Eliud Kipchoge, the reigning Olympic champion and world record holder, won the Enschede Marathon on Sunday in preparation for the Tokyo Games.
"It is mission accomplished," the 36-year-old Kenyan said.
"It was so good a marathon happened a few months before the Olympics to test our fitness."
Kipchoge completed the course, over eight laps at Twente airport, in 2 hours 4 minutes and 30 seconds. He was well outside his official world record of 2:01.39 set in Berlin in 2018 but comfortably outpaced his competition.
Jonathan Korir, another Kenyan, stayed with his training partner until 33km when Kipchoge accelerated. Korir dropped away to finish more than two minutes back in 2:06.40, a personal best.
Goitom Kifle of Eritrea trimmed two seconds from his best time to take third in 2:08.07.
In the women's race, German Katharina Steinruck sliced almost a minute-and-a-half from her personal best as she won in 2:25:59.
Steinruck dropped her rivals in the second half of the race.

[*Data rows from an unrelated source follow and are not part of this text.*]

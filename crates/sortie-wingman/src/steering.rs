//! Arrival steering and anti-spin heading.
//!
//! Pure functions over plain data, no agent state.

use glam::DVec2;
use sortie_core::constants::*;
use sortie_core::math::{ang_delta, ang_wrap, clamp, lerp};

/// Input to the spring-damper for one frame.
pub struct SteerContext {
    pub pos: DVec2,
    pub vel: DVec2,
    pub dest: DVec2,
    pub dt: f64,
}

/// Output from the spring-damper.
pub struct SteerUpdate {
    pub pos: DVec2,
    pub vel: DVec2,
    /// Remaining distance to the destination after the step.
    pub dist: f64,
}

/// Natural frequency for a given distance: soft near, crisp far.
pub fn natural_frequency(dist: f64) -> f64 {
    lerp(
        STEER_OMEGA_NEAR,
        STEER_OMEGA_FAR,
        clamp(dist / STEER_OMEGA_FAR_DIST, 0.0, 1.0),
    )
}

/// Critically damped step toward `dest` with clamped acceleration and
/// speed, braking proportionally inside the arrival band.
pub fn steer(ctx: &SteerContext) -> SteerUpdate {
    let to = ctx.dest - ctx.pos;
    let dist = to.length();
    let omega = natural_frequency(dist);

    let accel = (to * (omega * omega) - ctx.vel * (2.0 * omega)).clamp_length_max(STEER_MAX_ACCEL);
    let mut vel = (ctx.vel + accel * ctx.dt).clamp_length_max(STEER_MAX_SPEED);
    if dist < ARRIVAL_RADIUS {
        vel = vel.clamp_length_max(STEER_MAX_SPEED * dist / ARRIVAL_RADIUS);
    }

    let pos = ctx.pos + vel * ctx.dt;
    SteerUpdate {
        pos,
        vel,
        dist: (ctx.dest - pos).length(),
    }
}

/// Input to the heading update.
pub struct HeadingContext {
    /// Current heading (deg, wrapped).
    pub heading: f64,
    pub vel: DVec2,
    pub dist_to_dest: f64,
    pub dt: f64,
}

/// Turn toward the direction of travel, rate-limited. Holds the last
/// heading while nearly stationary or almost arrived.
pub fn update_heading(ctx: &HeadingContext) -> f64 {
    if ctx.vel.length() <= HEADING_MIN_SPEED || ctx.dist_to_dest <= HEADING_MIN_DIST {
        return ctx.heading;
    }
    let desired = ang_wrap(ctx.vel.y.atan2(ctx.vel.x).to_degrees());
    let max_step = HEADING_RATE_MAX * ctx.dt;
    let step = clamp(ang_delta(ctx.heading, desired), -max_step, max_step);
    ang_wrap(ctx.heading + step)
}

Portuguese veteran Sara Moreira took second in 2:26:42 with Germany's Rabea Schoneborn improving her personal best by more than a minute-and-a-half to finish third in 2:27:03.
The invitation-only event, which served as a Tokyo Games qualifier, was originally scheduled for Hamburg but was moved to a closed circuit in the Netherlands and put back a week because of the Covid-19 pandemic.
It was billed "the fastest way to Tokyo" and in overcast conditions 15 men and 10 women beat the Olympic automatic qualifying time.
"The conditions were really good, a bit windy but I have no complaint," Kipchoge said.
Kipchoge had won 11 straight marathons before a disastrous eighth place in the London marathon last October won by Ethiopian Shura Kitata. He blamed cramp and "problems with my hip".
Kipchoge rebounded in eight laps on the Enschede runways.
He ran his ninth fastest marathon and set a world best for the year as he showed strong form three months before the Olympic marathon which will take place in Sapporo, in northern Japan.
As defending Olympic champion he had already qualified for the Games.
"To organise this in the middle of a pandemic and show that people can still run and deliver their best race before the Olympics is very important," Kipchoge said.